_To do:_
Your reply should be the full listing, copied exactly.

_Exercise materials:_
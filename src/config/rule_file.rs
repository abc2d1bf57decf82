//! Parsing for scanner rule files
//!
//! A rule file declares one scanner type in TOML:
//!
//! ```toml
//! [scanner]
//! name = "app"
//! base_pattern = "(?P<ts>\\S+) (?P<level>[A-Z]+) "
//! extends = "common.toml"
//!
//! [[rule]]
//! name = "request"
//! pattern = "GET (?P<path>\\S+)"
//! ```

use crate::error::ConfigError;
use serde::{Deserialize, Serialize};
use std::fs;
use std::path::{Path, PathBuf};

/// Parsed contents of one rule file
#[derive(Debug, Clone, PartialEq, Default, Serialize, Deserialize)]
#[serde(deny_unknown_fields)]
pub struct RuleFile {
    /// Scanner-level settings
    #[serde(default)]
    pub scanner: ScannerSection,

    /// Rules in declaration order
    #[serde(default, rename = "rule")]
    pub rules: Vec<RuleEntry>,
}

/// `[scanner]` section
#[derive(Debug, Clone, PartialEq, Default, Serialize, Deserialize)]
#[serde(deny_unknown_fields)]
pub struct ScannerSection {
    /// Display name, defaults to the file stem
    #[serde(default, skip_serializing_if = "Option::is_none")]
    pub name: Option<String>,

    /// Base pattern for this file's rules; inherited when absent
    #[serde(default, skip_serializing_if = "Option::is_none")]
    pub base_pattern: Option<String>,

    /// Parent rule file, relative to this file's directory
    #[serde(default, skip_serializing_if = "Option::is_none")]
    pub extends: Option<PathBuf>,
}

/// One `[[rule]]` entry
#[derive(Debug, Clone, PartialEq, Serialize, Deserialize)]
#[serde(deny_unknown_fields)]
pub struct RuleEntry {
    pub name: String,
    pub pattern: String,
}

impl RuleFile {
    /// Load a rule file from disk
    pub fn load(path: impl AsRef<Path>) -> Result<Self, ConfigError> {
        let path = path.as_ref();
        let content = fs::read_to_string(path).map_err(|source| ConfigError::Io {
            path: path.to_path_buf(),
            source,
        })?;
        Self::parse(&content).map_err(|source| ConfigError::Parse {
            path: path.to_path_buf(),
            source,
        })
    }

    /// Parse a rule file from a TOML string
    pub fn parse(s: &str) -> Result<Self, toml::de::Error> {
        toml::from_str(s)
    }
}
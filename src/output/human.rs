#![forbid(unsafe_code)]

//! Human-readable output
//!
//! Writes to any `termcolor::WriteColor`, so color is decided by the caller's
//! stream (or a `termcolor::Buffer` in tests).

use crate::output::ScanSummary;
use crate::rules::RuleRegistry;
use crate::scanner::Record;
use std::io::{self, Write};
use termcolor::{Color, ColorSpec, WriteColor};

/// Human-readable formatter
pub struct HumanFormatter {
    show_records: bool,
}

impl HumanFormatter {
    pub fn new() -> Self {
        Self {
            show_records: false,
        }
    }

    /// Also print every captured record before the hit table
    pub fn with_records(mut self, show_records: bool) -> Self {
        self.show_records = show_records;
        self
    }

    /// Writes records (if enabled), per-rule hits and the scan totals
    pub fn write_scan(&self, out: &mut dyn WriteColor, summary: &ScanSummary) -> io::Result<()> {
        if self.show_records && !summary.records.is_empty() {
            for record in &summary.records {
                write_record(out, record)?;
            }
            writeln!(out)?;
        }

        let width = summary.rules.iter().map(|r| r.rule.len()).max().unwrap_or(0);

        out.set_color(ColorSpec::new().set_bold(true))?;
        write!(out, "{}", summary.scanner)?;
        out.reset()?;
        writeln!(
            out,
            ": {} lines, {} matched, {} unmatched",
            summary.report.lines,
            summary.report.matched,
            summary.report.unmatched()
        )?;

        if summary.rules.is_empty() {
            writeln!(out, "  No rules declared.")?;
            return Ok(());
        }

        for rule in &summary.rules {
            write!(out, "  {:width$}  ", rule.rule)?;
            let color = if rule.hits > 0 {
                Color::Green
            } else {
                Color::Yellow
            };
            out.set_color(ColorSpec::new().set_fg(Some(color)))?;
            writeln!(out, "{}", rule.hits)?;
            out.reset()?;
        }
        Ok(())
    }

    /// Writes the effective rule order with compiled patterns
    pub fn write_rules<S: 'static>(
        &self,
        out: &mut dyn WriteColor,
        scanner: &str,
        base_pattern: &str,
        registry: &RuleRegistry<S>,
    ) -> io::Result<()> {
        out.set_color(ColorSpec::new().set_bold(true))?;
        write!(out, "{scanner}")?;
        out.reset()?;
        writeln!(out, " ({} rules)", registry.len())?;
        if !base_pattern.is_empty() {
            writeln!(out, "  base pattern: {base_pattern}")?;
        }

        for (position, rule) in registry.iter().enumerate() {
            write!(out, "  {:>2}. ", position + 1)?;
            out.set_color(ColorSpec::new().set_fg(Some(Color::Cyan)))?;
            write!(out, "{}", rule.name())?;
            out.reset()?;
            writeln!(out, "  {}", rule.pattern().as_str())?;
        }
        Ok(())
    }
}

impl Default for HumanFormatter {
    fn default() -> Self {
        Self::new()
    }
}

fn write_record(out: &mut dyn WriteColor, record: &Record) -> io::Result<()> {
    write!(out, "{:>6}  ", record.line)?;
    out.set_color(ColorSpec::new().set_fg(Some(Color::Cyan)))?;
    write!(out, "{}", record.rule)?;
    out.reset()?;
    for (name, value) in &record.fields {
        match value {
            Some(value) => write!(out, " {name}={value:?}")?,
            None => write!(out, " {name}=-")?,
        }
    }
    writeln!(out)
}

_Solved exercise:_
filename src/config/rule_file.rs
repository abc2d1bf57decf82
//! Parsing for scanner rule files
//!
//! A rule file declares one scanner type in TOML:
//!
//! ```toml
//! [scanner]
//! name = "app"
//! base_pattern = "(?P<ts>\\S+) (?P<level>[A-Z]+) "
//! extends = "common.toml"
//!
//! [[rule]]
//! name = "request"
//! pattern = "GET (?P<path>\\S+)"
//! ```

use crate::error::ConfigError;
use serde::{Deserialize, Serialize};
use std::fs;
use std::path::{Path, PathBuf};

/// Parsed contents of one rule file
#[derive(Debug, Clone, PartialEq, Default, Serialize, Deserialize)]
#[serde(deny_unknown_fields)]
pub struct RuleFile {
    /// Scanner-level settings
    #[serde(default)]
    pub scanner: ScannerSection,

    /// Rules in declaration order
    #[serde(default, rename = "rule")]
    pub rules: Vec<RuleEntry>,
}

/// `[scanner]` section
#[derive(Debug, Clone, PartialEq, Default, Serialize, Deserialize)]
#[serde(deny_unknown_fields)]
pub struct ScannerSection {
    /// Display name, defaults to the file stem
    #[serde(default, skip_serializing_if = "Option::is_none")]
    pub name: Option<String>,

    /// Base pattern for this file's rules; inherited when absent
    #[serde(default, skip_serializing_if = "Option::is_none")]
    pub base_pattern: Option<String>,

    /// Parent rule file, relative to this file's directory
    #[serde(default, skip_serializing_if = "Option::is_none")]
    pub extends: Option<PathBuf>,
}

/// One `[[rule]]` entry
#[derive(Debug, Clone, PartialEq, Serialize, Deserialize)]
#[serde(deny_unknown_fields)]
pub struct RuleEntry {
    pub name: String,
    pub pattern: String,
}

impl RuleFile {
    /// Load a rule file from disk
    pub fn load(path: impl AsRef<Path>) -> Result<Self, ConfigError> {
        let path = path.as_ref();
        let content = fs::read_to_string(path).map_err(|source| ConfigError::Io {
            path: path.to_path_buf(),
            source,
        })?;
        Self::parse(&content).map_err(|source| ConfigError::Parse {
            path: path.to_path_buf(),
            source,
        })
    }

    /// Parse a rule file from a TOML string
    pub fn parse(s: &str) -> Result<Self, toml::de::Error> {
        toml::from_str(s)
    }
}
filename src/output/human.rs
#![forbid(unsafe_code)]

//! Human-readable output
//!
//! Writes to any `termcolor::WriteColor`, so color is decided by the caller's
//! stream (or a `termcolor::Buffer` in tests).

use crate::output::ScanSummary;
use crate::rules::RuleRegistry;
use crate::scanner::Record;
use std::io::{self, Write};
use termcolor::{Color, ColorSpec, WriteColor};

/// Human-readable formatter
pub struct HumanFormatter {
    show_records: bool,
}

impl HumanFormatter {
    pub fn new() -> Self {
        Self {
            show_records: false,
        }
    }

    /// Also print every captured record before the hit table
    pub fn with_records(mut self, show_records: bool) -> Self {
        self.show_records = show_records;
        self
    }

    /// Writes records (if enabled), per-rule hits and the scan totals
    pub fn write_scan(&self, out: &mut dyn WriteColor, summary: &ScanSummary) -> io::Result<()> {
        if self.show_records && !summary.records.is_empty() {
            for record in &summary.records {
                write_record(out, record)?;
            }
            writeln!(out)?;
        }

        let width = summary.rules.iter().map(|r| r.rule.len()).max().unwrap_or(0);

        out.set_color(ColorSpec::new().set_bold(true))?;
        write!(out, "{}", summary.scanner)?;
        out.reset()?;
        writeln!(
            out,
            ": {} lines, {} matched, {} unmatched",
            summary.report.lines,
            summary.report.matched,
            summary.report.unmatched()
        )?;

        if summary.rules.is_empty() {
            writeln!(out, "  No rules declared.")?;
            return Ok(());
        }

        for rule in &summary.rules {
            write!(out, "  {:width$}  ", rule.rule)?;
            let color = if rule.hits > 0 {
                Color::Green
            } else {
                Color::Yellow
            };
            out.set_color(ColorSpec::new().set_fg(Some(color)))?;
            writeln!(out, "{}", rule.hits)?;
            out.reset()?;
        }
        Ok(())
    }

    /// Writes the effective rule order with compiled patterns
    pub fn write_rules<S: 'static>(
        &self,
        out: &mut dyn WriteColor,
        scanner: &str,
        base_pattern: &str,
        registry: &RuleRegistry<S>,
    ) -> io::Result<()> {
        out.set_color(ColorSpec::new().set_bold(true))?;
        write!(out, "{scanner}")?;
        out.reset()?;
        writeln!(out, " ({} rules)", registry.len())?;
        if !base_pattern.is_empty() {
            writeln!(out, "  base pattern: {base_pattern}")?;
        }

        for (position, rule) in registry.iter().enumerate() {
            write!(out, "  {:>2}. ", position + 1)?;
            out.set_color(ColorSpec::new().set_fg(Some(Color::Cyan)))?;
            write!(out, "{}", rule.name())?;
            out.reset()?;
            writeln!(out, "  {}", rule.pattern().as_str())?;
        }
        Ok(())
    }
}

impl Default for HumanFormatter {
    fn default() -> Self {
        Self::new()
    }
}

fn write_record(out: &mut dyn WriteColor, record: &Record) -> io::Result<()> {
    write!(out, "{:>6}  ", record.line)?;
    out.set_color(ColorSpec::new().set_fg(Some(Color::Cyan)))?;
    write!(out, "{}", record.rule)?;
    out.reset()?;
    for (name, value) in &record.fields {
        match value {
            Some(value) => write!(out, " {name}={value:?}")?,
            None => write!(out, " {name}=-")?,
        }
    }
    writeln!(out)
}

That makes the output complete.